Why You Should Create And Stick To Your Own Power Hour Every Day
Herbert isn’t the only one suggesting we each implement a power hour into our day every single day. Many other successful folks of all backgrounds have reported their successes are largely due to their morning self-care routines.
These routines – these daily moments are taken for self – make all the difference because they:
- Orient your day
- Affirm your self-worth
- Allow for self-repair
- Put your fitness and wellbeing long enough to make a difference
- Facilitate productivity
- Help you prepare for success every single day
- Beat procrastination
How To Create Your Power Hour
If all that sounds wonderful and life-affirming, especially in these uncertain times of vaccines, stimulus checks that might take months to come, or job loss potential looming on your horizon, there are some powerful things you can do to create that morning routine – that power hour for your best self.
1. Start Off Slow
It might seem counterintuitive but starting off your power hour as something more like a power half-hour is probably going to give you more success as you build this incredible time into your day. Herbert says that she started with just a half-hour each morning, getting up 30 minutes earlier than before to start training for her first London Marathon.
The other alternative is doing a Power Hour once a week, instead of every day, and easing your lifestyle and schedule into the idea. Just be sure to let your partner, kids, or housemates know that you are unreachable during that time.
2. Turn Off Your Devices
An important aspect of the Power Hour is unplugging from social media, email, and other demands of life, whether good or bad. This hour is about you doing what you need to for some breathing room and time to focus on yourself.
3. Pick Your Best Time Of Day
Though I’ve mentioned mornings up to this point, the reality is that whatever your peak hour is will be your best time to do this Power Hour for yourself. If you’re a night owl, that might mean midnight is your peak time for success. If that’s the case, schedule your Power Hour at midnight.
4. Choose Activities That Motivate And Encourage You
If you’re a runner who struggles to find the time to get in a jog, then your Power Hour is going to probably include that run. If you’re a distant runner, that might be all you get in for the hour, but that’s okay. It’s your hour. Use it how you like.
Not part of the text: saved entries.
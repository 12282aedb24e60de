//! Prediction Service - readiness state and per-request orchestration
//!
//! `ServiceState` is built once at startup and never changes afterwards:
//! handlers see either a fully loaded `Ready` context or `Unready`.

use std::path::PathBuf;

use chrono::{DateTime, Utc};
use serde::Serialize;
use serde_json::Value;

use crate::error::{AppError, AppResult};
use crate::features::{AliasRegistry, FeatureSchema, InputPayload, VectorResolver};
use crate::model::InferenceAdapter;

pub const MALFORMED_PAYLOAD: &str = "`data` must be an object/dict of feature:value pairs";

// ============================================================================
// STATE
// ============================================================================

/// Where the artifacts were found
#[derive(Debug, Clone, PartialEq, Eq)]
pub struct ArtifactPaths {
    pub model: PathBuf,
    pub scaler: PathBuf,
    pub features: PathBuf,
}

/// SHA-256 of each loaded artifact
#[derive(Debug, Clone, Default, Serialize)]
pub struct ArtifactFingerprints {
    pub model_sha256: String,
    pub scaler_sha256: String,
    pub features_sha256: String,
}

/// Everything a request needs, read-only after startup
pub struct ServiceContext {
    pub schema: FeatureSchema,
    pub aliases: AliasRegistry,
    pub adapter: InferenceAdapter,
    pub paths: Option<ArtifactPaths>,
    pub fingerprints: ArtifactFingerprints,
    pub loaded_at: DateTime<Utc>,
}

impl ServiceContext {
    pub fn new(schema: FeatureSchema, aliases: AliasRegistry, adapter: InferenceAdapter) -> Self {
        Self {
            schema,
            aliases,
            adapter,
            paths: None,
            fingerprints: ArtifactFingerprints::default(),
            loaded_at: Utc::now(),
        }
    }
}

pub enum ServiceState {
    Ready(ServiceContext),
    Unready {
        reason: String,
        /// Set when artifacts were found but failed to load
        paths: Option<ArtifactPaths>,
    },
}

/// Body of a successful `/predict`
#[derive(Debug, Clone, PartialEq, Serialize)]
pub struct PredictionResponse {
    #[serde(rename = "Predicted_RUL")]
    pub predicted_rul: f64,
    pub missing_filled_with_zero: Vec<String>,
}

impl ServiceState {
    pub fn unready(reason: impl Into<String>) -> Self {
        ServiceState::Unready {
            reason: reason.into(),
            paths: None,
        }
    }

    pub fn context(&self) -> Option<&ServiceContext> {
        match self {
            ServiceState::Ready(ctx) => Some(ctx),
            ServiceState::Unready { .. } => None,
        }
    }

    pub fn is_ready(&self) -> bool {
        self.context().is_some()
    }

    pub fn paths(&self) -> Option<&ArtifactPaths> {
        match self {
            ServiceState::Ready(ctx) => ctx.paths.as_ref(),
            ServiceState::Unready { paths, .. } => paths.as_ref(),
        }
    }

    pub fn features_count(&self) -> usize {
        self.context().map_or(0, |ctx| ctx.schema.len())
    }

    /// Resolve `body.data`, run inference, shape the response
    pub fn predict(&self, body: Value) -> AppResult<PredictionResponse> {
        let ctx = self.context().ok_or(AppError::ServiceNotReady)?;

        let payload = extract_payload(body)?;
        let resolution = VectorResolver::new(&ctx.schema, &ctx.aliases).resolve(&payload)?;

        if !resolution.missing.is_empty() {
            tracing::warn!(
                "Filled {} missing feature(s) with zero: {:?}",
                resolution.missing.len(),
                resolution.missing
            );
        }

        let rul = ctx.adapter.infer(&resolution.vector)?;
        tracing::debug!("Predicted RUL {:.3} from {} supplied keys", rul, payload.len());

        Ok(PredictionResponse {
            predicted_rul: rul,
            missing_filled_with_zero: resolution.missing,
        })
    }
}

/// `{"data": {...}}` -> payload
fn extract_payload(body: Value) -> AppResult<InputPayload> {
    let data = match body {
        Value::Object(mut map) => map.remove("data"),
        _ => None,
    };

    data.and_then(InputPayload::from_json)
        .ok_or_else(|| AppError::MalformedPayload(MALFORMED_PAYLOAD.to_string()))
}

#[cfg(test)]
pub(crate) mod tests {
    use super::*;
    use crate::model::inference::tests::{ShiftNormalizer, SumPredictor};
    use serde_json::json;

    /// Ready state over `["op_setting1", "s1"]`, identity scaler, row-sum model
    pub(crate) fn ready_state() -> ServiceState {
        let schema = FeatureSchema::new(["op_setting1", "s1"]).unwrap();
        let aliases = AliasRegistry::new([("Altitude_factor", "op_setting1")]);
        let adapter = InferenceAdapter::new(
            Box::new(ShiftNormalizer(0.0)),
            Box::new(SumPredictor { extra_rows: 0 }),
        );
        ServiceState::Ready(ServiceContext::new(schema, aliases, adapter))
    }

    #[test]
    fn test_predict_with_alias_reports_missing() {
        let state = ready_state();
        let response = state.predict(json!({"data": {"Altitude_factor": 3.0}})).unwrap();

        assert_eq!(response.predicted_rul, 3.0);
        assert_eq!(response.missing_filled_with_zero, vec!["s1".to_string()]);
    }

    #[test]
    fn test_unready_rejects_everything() {
        let state = ServiceState::unready("Model artifacts not found");
        for body in [json!({"data": {"s1": 1.0}}), json!("garbage")] {
            assert!(matches!(state.predict(body), Err(AppError::ServiceNotReady)));
        }
        assert_eq!(state.features_count(), 0);
    }

    #[test]
    fn test_malformed_payloads() {
        let state = ready_state();
        for body in [json!([1, 2]), json!({"values": {}}), json!({"data": [1.0, 2.0]}), json!({"data": "s1=1"})] {
            assert!(matches!(state.predict(body), Err(AppError::MalformedPayload(_))));
        }
    }

    #[test]
    fn test_non_numeric_is_client_error() {
        let state = ready_state();
        let err = state.predict(json!({"data": {"s1": "broken"}})).unwrap_err();
        assert!(matches!(err, AppError::NonNumericFeature(_)));
        assert!(err.to_string().contains("'s1'"));
    }

    #[test]
    fn test_repeated_requests_identical() {
        let state = ready_state();
        let body = json!({"data": {"op_setting1": 0.25, "s1": 641.82, "unrelated": "x"}});
        assert_eq!(state.predict(body.clone()).unwrap(), state.predict(body).unwrap());
    }
}
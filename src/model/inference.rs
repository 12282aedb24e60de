//! Inference Adapter - normalize, predict, pick the scalar
//!
//! Scaler and model are black boxes behind the `Normalizer` / `Predictor`
//! traits so backends can be swapped without touching request handling.

use std::time::Instant;

use ndarray::{Array1, Array2, ArrayView2};
use thiserror::Error;

/// Failure raised by an external collaborator
pub type CollaboratorError = Box<dyn std::error::Error + Send + Sync>;

// ============================================================================
// COLLABORATOR TRAITS
// ============================================================================

/// Fitted normalization transform (one row per sample)
pub trait Normalizer: Send + Sync {
    /// Input width the transform was fit with, if known
    fn n_features(&self) -> Option<usize> {
        None
    }

    fn transform(&self, batch: ArrayView2<'_, f64>) -> Result<Array2<f64>, CollaboratorError>;
}

/// Fitted regression model, one output per row
pub trait Predictor: Send + Sync {
    /// Input width the model was trained with, if known
    fn n_features(&self) -> Option<usize> {
        None
    }

    /// Short backend name for logs and `/health`
    fn kind(&self) -> &'static str;

    fn predict(&self, batch: ArrayView2<'_, f64>) -> Result<Array1<f64>, CollaboratorError>;
}

// ============================================================================
// ERRORS
// ============================================================================

#[derive(Debug, Clone, Error, PartialEq)]
pub enum InferenceError {
    #[error("Scaler transform failed: {0}")]
    NormalizationFailed(String),

    #[error("Model prediction failed: {0}")]
    PredictionFailed(String),
}

// ============================================================================
// ADAPTER
// ============================================================================

pub struct InferenceAdapter {
    normalizer: Box<dyn Normalizer>,
    predictor: Box<dyn Predictor>,
}

impl InferenceAdapter {
    pub fn new(normalizer: Box<dyn Normalizer>, predictor: Box<dyn Predictor>) -> Self {
        Self { normalizer, predictor }
    }

    pub fn predictor_kind(&self) -> &'static str {
        self.predictor.kind()
    }

    /// Predict RUL for a single resolved vector
    pub fn infer(&self, vector: &[f64]) -> Result<f64, InferenceError> {
        let start_time = Instant::now();

        let row = ArrayView2::from_shape((1, vector.len()), vector)
            .map_err(|e| InferenceError::NormalizationFailed(e.to_string()))?;

        let scaled = self
            .normalizer
            .transform(row)
            .map_err(|e| InferenceError::NormalizationFailed(e.to_string()))?;

        let output = self
            .predictor
            .predict(scaled.view())
            .map_err(|e| InferenceError::PredictionFailed(e.to_string()))?;

        // Batch-shaped output for a one-row batch: take row 0
        let rul = output
            .first()
            .copied()
            .ok_or_else(|| InferenceError::PredictionFailed("model returned no output".to_string()))?;

        if !rul.is_finite() {
            return Err(InferenceError::PredictionFailed(format!("model returned non-finite value {}", rul)));
        }

        tracing::debug!(
            "Inference done in {}us ({})",
            start_time.elapsed().as_micros(),
            self.predictor.kind()
        );

        Ok(rul)
    }
}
Other things that might be beneficial to do include:
- Read a book that pushes you toward success
- Journaling out your thoughts, meditations, and prayers
- Yoga practice
- Listen to music that moves and inspires you
- Other workout options like weight training, kickboxing, or cycling
- Practice a musical instrument
- Learn a language
- Drink a cup of coffee or tea and visualize your best self
Keep It For Yourself
Whatever activities will most inspire, encourage, and fulfill you are the things you should be doing during your Power Hour. The key, though, is being completely off-limits to others. Don’t let folks interrupt your time with minor emergencies, phone calls, texts, social media, email, or anything else that takes attention away from you doing the best thing possible to care for yourself.